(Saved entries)
━━━━━━━━━━━━━━━━━━━━

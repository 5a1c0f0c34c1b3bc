// ── Persistent randomized MAC assignment ──
//
// A profile identity keeps the same randomized MAC for life, including
// across remove and re-add. The durable map is the source of truth; the
// generator only runs for identities it has never seen.

use std::collections::BTreeMap;

use sha2::{Digest, Sha256};
use tracing::{debug, warn};

use crate::external::MacGenerator;
use crate::model::MacAddress;

const GENERATOR_ATTEMPTS: usize = 2;

/// Derives a MAC from a keyed SHA-256 of the config key.
#[derive(Debug, Clone)]
pub struct Sha256MacGenerator {
    secret: Vec<u8>,
}

impl Sha256MacGenerator {
    pub fn new(secret: impl Into<Vec<u8>>) -> Self {
        Self {
            secret: secret.into(),
        }
    }

    /// A generator keyed with fresh random bytes. MACs are stable only as
    /// long as the durable map remembers them.
    pub fn random() -> Self {
        Self::new(rand::random::<[u8; 32]>().to_vec())
    }
}

impl MacGenerator for Sha256MacGenerator {
    fn generate(&self, config_key: &str) -> Option<MacAddress> {
        let mut hasher = Sha256::new();
        hasher.update(&self.secret);
        hasher.update(config_key.as_bytes());
        let digest = hasher.finalize();

        let mut octets = [0u8; 6];
        octets.copy_from_slice(digest.get(..6)?);
        let mac = MacAddress::from_octets(locally_administered_unicast(octets));
        is_usable(&mac).then_some(mac)
    }
}

/// Owns the durable `config key -> MAC` map and the generator.
pub struct MacAddressRandomizer {
    generator: Box<dyn MacGenerator>,
    durable: BTreeMap<String, MacAddress>,
}

impl MacAddressRandomizer {
    pub fn new(generator: Box<dyn MacGenerator>) -> Self {
        Self {
            generator,
            durable: BTreeMap::new(),
        }
    }

    /// The MAC for `config_key`: remembered if known, freshly generated and
    /// remembered otherwise. Never the placeholder.
    pub fn assign(&mut self, config_key: &str) -> MacAddress {
        if let Some(mac) = self.durable.get(config_key) {
            return mac.clone();
        }

        let generated = (0..GENERATOR_ATTEMPTS).find_map(|attempt| {
            let mac = self.generator.generate(config_key).filter(is_usable);
            if mac.is_none() {
                debug!(config_key, attempt, "MAC generator returned nothing usable");
            }
            mac
        });
        let mac = generated.unwrap_or_else(|| {
            warn!(config_key, "MAC generator failed, using random fallback");
            random_fallback()
        });

        self.durable.insert(config_key.to_owned(), mac.clone());
        mac
    }

    pub fn durable_map(&self) -> &BTreeMap<String, MacAddress> {
        &self.durable
    }

    /// Replace the durable map with what the store read back.
    pub fn load(&mut self, map: BTreeMap<String, MacAddress>) {
        self.durable = map;
    }
}

fn locally_administered_unicast(mut octets: [u8; 6]) -> [u8; 6] {
    octets[0] = (octets[0] & 0xfc) | 0x02;
    octets
}

fn is_usable(mac: &MacAddress) -> bool {
    match mac.octets() {
        Some(o) => !mac.is_placeholder() && o[0] & 0x01 == 0 && o[0] & 0x02 != 0,
        None => false,
    }
}

fn random_fallback() -> MacAddress {
    loop {
        let mac = MacAddress::from_octets(locally_administered_unicast(rand::random()));
        if is_usable(&mac) {
            return mac;
        }
    }
}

━━━━━━━━━━━━━━━━━━━━

Would you print exactly, and only, the lines of the data above from the line with "pub fn new(secret: impl" through the line with "and the generator.", inclusive?

> **FINAL ANSWER**
    pub fn new(secret: impl Into<Vec<u8>>) -> Self {
        Self {
            secret: secret.into(),
        }
    }

    /// A generator keyed with fresh random bytes. MACs are stable only as
    /// long as the durable map remembers them.
    pub fn random() -> Self {
        Self::new(rand::random::<[u8; 32]>().to_vec())
    }
}

impl MacGenerator for Sha256MacGenerator {
    fn generate(&self, config_key: &str) -> Option<MacAddress> {
        let mut hasher = Sha256::new();
        hasher.update(&self.secret);
        hasher.update(config_key.as_bytes());
        let digest = hasher.finalize();

        let mut octets = [0u8; 6];
        octets.copy_from_slice(digest.get(..6)?);
        let mac = MacAddress::from_octets(locally_administered_unicast(octets));
        is_usable(&mac).then_some(mac)
    }
}

/// Owns the durable `config key -> MAC` map and the generator.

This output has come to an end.